[GIVEN INFORMATION Boundary: Start]
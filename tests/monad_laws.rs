//! Property-based tests for Monad laws.
//!
//! - **Left Identity**: `pure(a).flat_map(f) == f(a)`
//! - **Right Identity**: `m.flat_map(pure) == m`
//! - **Associativity**: `m.flat_map(f).flat_map(g) == m.flat_map(|x| f(x).flat_map(g))`
//!
//! `Reader` has no `PartialEq`; its laws compare the values produced by
//! running both sides against the same environment.

use endofunk::data::{Either, Identity, Maybe, Outcome, Reader, Validation};
use endofunk::typeclass::{Applicative, Monad};
use proptest::prelude::*;

fn halve_maybe(n: i32) -> Maybe<i32> {
    if n % 2 == 0 { Maybe::Just(n / 2) } else { Maybe::Nothing }
}

fn shrink_maybe(n: i32) -> Maybe<i32> {
    if n.unsigned_abs() < 1_000 { Maybe::Just(n.wrapping_sub(1)) } else { Maybe::Nothing }
}

fn halve_either(n: i32) -> Either<String, i32> {
    if n % 2 == 0 { Either::Right(n / 2) } else { Either::Left(format!("{n} is odd")) }
}

fn positive_either(n: i32) -> Either<String, i32> {
    if n > 0 { Either::Right(n) } else { Either::Left(format!("{n} is not positive")) }
}

fn halve_outcome(n: i32) -> Outcome<i32, String> {
    if n % 2 == 0 { Outcome::Success(n / 2) } else { Outcome::Failure(format!("{n} is odd")) }
}

fn positive_outcome(n: i32) -> Outcome<i32, String> {
    Outcome::from(Result::from(positive_either(n)))
}

fn halve_validation(n: i32) -> Validation<i32, Vec<String>> {
    if n % 2 == 0 { Validation::Valid(n / 2) } else { Validation::fail(format!("{n} is odd")) }
}

fn positive_validation(n: i32) -> Validation<i32, Vec<String>> {
    Validation::ensure(n, |n| *n > 0, format!("{n} is not positive"))
}

// =============================================================================
// Maybe<A>
// =============================================================================

proptest! {
    #[test]
    fn prop_maybe_left_identity(value in any::<i32>()) {
        prop_assert_eq!(<Maybe<()>>::pure(value).flat_map(halve_maybe), halve_maybe(value));
    }

    #[test]
    fn prop_maybe_right_identity(value in any::<Option<i32>>()) {
        let value = Maybe::from(value);
        prop_assert_eq!(value.flat_map(Maybe::Just), value);
    }

    #[test]
    fn prop_maybe_associativity(value in any::<Option<i32>>()) {
        let value = Maybe::from(value);
        let left = value.flat_map(halve_maybe).flat_map(shrink_maybe);
        let right = value.flat_map(|x| halve_maybe(x).flat_map(shrink_maybe));
        prop_assert_eq!(left, right);
    }
}

// =============================================================================
// Either<L, R>
// =============================================================================

proptest! {
    #[test]
    fn prop_either_left_identity(value in any::<i32>()) {
        let left: Either<String, i32> = Either::Right(value).flat_map(halve_either);
        prop_assert_eq!(left, halve_either(value));
    }

    #[test]
    fn prop_either_right_identity(value in prop::result::maybe_ok(any::<i32>(), any::<String>())) {
        let value = Either::from(value);
        prop_assert_eq!(value.clone().flat_map(Either::Right), value);
    }

    #[test]
    fn prop_either_associativity(value in any::<i32>()) {
        let start: Either<String, i32> = Either::Right(value);
        let left = start.clone().flat_map(halve_either).flat_map(positive_either);
        let right = start.flat_map(|x| halve_either(x).flat_map(positive_either));
        prop_assert_eq!(left, right);
    }
}

// =============================================================================
// Outcome<T, E>
// =============================================================================

proptest! {
    #[test]
    fn prop_outcome_left_identity(value in any::<i32>()) {
        prop_assert_eq!(Outcome::Success(value).flat_map(halve_outcome), halve_outcome(value));
    }

    #[test]
    fn prop_outcome_right_identity(value in prop::result::maybe_ok(any::<i32>(), any::<String>())) {
        let value = Outcome::from(value);
        prop_assert_eq!(value.clone().flat_map(Outcome::Success), value);
    }

    #[test]
    fn prop_outcome_associativity(value in any::<i32>()) {
        let start: Outcome<i32, String> = Outcome::Success(value);
        let left = start.clone().flat_map(halve_outcome).flat_map(positive_outcome);
        let right = start.flat_map(|x| halve_outcome(x).flat_map(positive_outcome));
        prop_assert_eq!(left, right);
    }
}

// =============================================================================
// Identity<A>
// =============================================================================

proptest! {
    #[test]
    fn prop_identity_left_identity(value in any::<i32>()) {
        let function = |n: i32| Identity::new(n.wrapping_mul(3));
        prop_assert_eq!(Identity::new(value).flat_map(function), function(value));
    }

    #[test]
    fn prop_identity_right_identity(value in any::<i32>()) {
        let wrapped = Identity::new(value);
        prop_assert_eq!(wrapped.flat_map(<Identity<()>>::pure), wrapped);
    }

    #[test]
    fn prop_identity_associativity(value in any::<i32>()) {
        let function1 = |n: i32| Identity::new(n.wrapping_add(1));
        let function2 = |n: i32| Identity::new(i64::from(n) * 2);
        let left = Identity::new(value).flat_map(function1).flat_map(function2);
        let right = Identity::new(value).flat_map(|x| function1(x).flat_map(function2));
        prop_assert_eq!(left, right);
    }
}

// =============================================================================
// Validation<T, E>
// =============================================================================

proptest! {
    #[test]
    fn prop_validation_left_identity(value in any::<i32>()) {
        let left = Validation::Valid(value).flat_map(halve_validation);
        prop_assert_eq!(left, halve_validation(value));
    }

    #[test]
    fn prop_validation_right_identity(value in any::<i32>(), failed in any::<bool>()) {
        let value: Validation<i32, Vec<String>> =
            if failed { Validation::fail(value.to_string()) } else { Validation::Valid(value) };
        prop_assert_eq!(value.clone().flat_map(Validation::Valid), value);
    }

    #[test]
    fn prop_validation_associativity(value in any::<i32>()) {
        let start: Validation<i32, Vec<String>> = Validation::Valid(value);
        let left = start.clone().flat_map(halve_validation).flat_map(positive_validation);
        let right = start.flat_map(|x| halve_validation(x).flat_map(positive_validation));
        prop_assert_eq!(left, right);
    }

    #[test]
    fn prop_validation_flat_map_reports_one_error(value in any::<i32>()) {
        let result = Validation::Valid(value)
            .flat_map(halve_validation)
            .flat_map(positive_validation);
        if let Validation::Invalid(errors) = result {
            prop_assert_eq!(errors.len(), 1);
        }
    }
}

// =============================================================================
// Reader<R, A>
// =============================================================================

proptest! {
    #[test]
    fn prop_reader_left_identity(value in -1_000i32..1_000, environment in -1_000i32..1_000) {
        let function = |a: i32| Reader::new(move |environment: i32| a + environment);
        let left: Reader<i32, i32> = Reader::pure(value).flat_map(function);
        prop_assert_eq!(left.run(environment), function(value).run(environment));
    }

    #[test]
    fn prop_reader_right_identity(environment in any::<i32>()) {
        let reader: Reader<i32, i32> = Reader::new(|environment: i32| environment.wrapping_mul(5));
        let right_identity = reader.clone().flat_map(Reader::pure);
        prop_assert_eq!(right_identity.run(environment), reader.run(environment));
    }

    #[test]
    fn prop_reader_associativity(environment in -1_000i32..1_000) {
        let function1 = |a: i32| Reader::new(move |environment: i32| a + environment);
        let function2 = |b: i32| Reader::new(move |environment: i32| b * environment);
        let reader: Reader<i32, i32> = Reader::ask();

        let left = reader.clone().flat_map(function1).flat_map(function2);
        let right = reader.flat_map(move |x| function1(x).flat_map(function2));

        prop_assert_eq!(left.run(environment), right.run(environment));
    }

    #[test]
    fn prop_reader_ask_returns_environment(environment in any::<i64>()) {
        prop_assert_eq!(Reader::<i64, i64>::ask().run(environment), environment);
    }

    #[test]
    fn prop_reader_local_identity(environment in any::<i32>()) {
        let reader: Reader<i32, i32> = Reader::new(|environment: i32| environment.wrapping_sub(3));
        let local = Reader::local(|environment| environment, reader.clone());
        prop_assert_eq!(local.run(environment), reader.run(environment));
    }
}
[GIVEN INFORMATION Boundary: End]
▸ **DIRECTIONS**
Reproduce exactly, and only, the lines from the start of the entries through the one that contains "fn positive_outcome(n: i32)".

▸ **WORKED SOLUTION**
filename tests/monad_laws.rs
//! Property-based tests for Monad laws.
//!
//! - **Left Identity**: `pure(a).flat_map(f) == f(a)`
//! - **Right Identity**: `m.flat_map(pure) == m`
//! - **Associativity**: `m.flat_map(f).flat_map(g) == m.flat_map(|x| f(x).flat_map(g))`
//!
//! `Reader` has no `PartialEq`; its laws compare the values produced by
//! running both sides against the same environment.

use endofunk::data::{Either, Identity, Maybe, Outcome, Reader, Validation};
use endofunk::typeclass::{Applicative, Monad};
use proptest::prelude::*;

fn halve_maybe(n: i32) -> Maybe<i32> {
    if n % 2 == 0 { Maybe::Just(n / 2) } else { Maybe::Nothing }
}

fn shrink_maybe(n: i32) -> Maybe<i32> {
    if n.unsigned_abs() < 1_000 { Maybe::Just(n.wrapping_sub(1)) } else { Maybe::Nothing }
}

fn halve_either(n: i32) -> Either<String, i32> {
    if n % 2 == 0 { Either::Right(n / 2) } else { Either::Left(format!("{n} is odd")) }
}

fn positive_either(n: i32) -> Either<String, i32> {
    if n > 0 { Either::Right(n) } else { Either::Left(format!("{n} is not positive")) }
}

fn halve_outcome(n: i32) -> Outcome<i32, String> {
    if n % 2 == 0 { Outcome::Success(n / 2) } else { Outcome::Failure(format!("{n} is odd")) }
}

fn positive_outcome(n: i32) -> Outcome<i32, String> {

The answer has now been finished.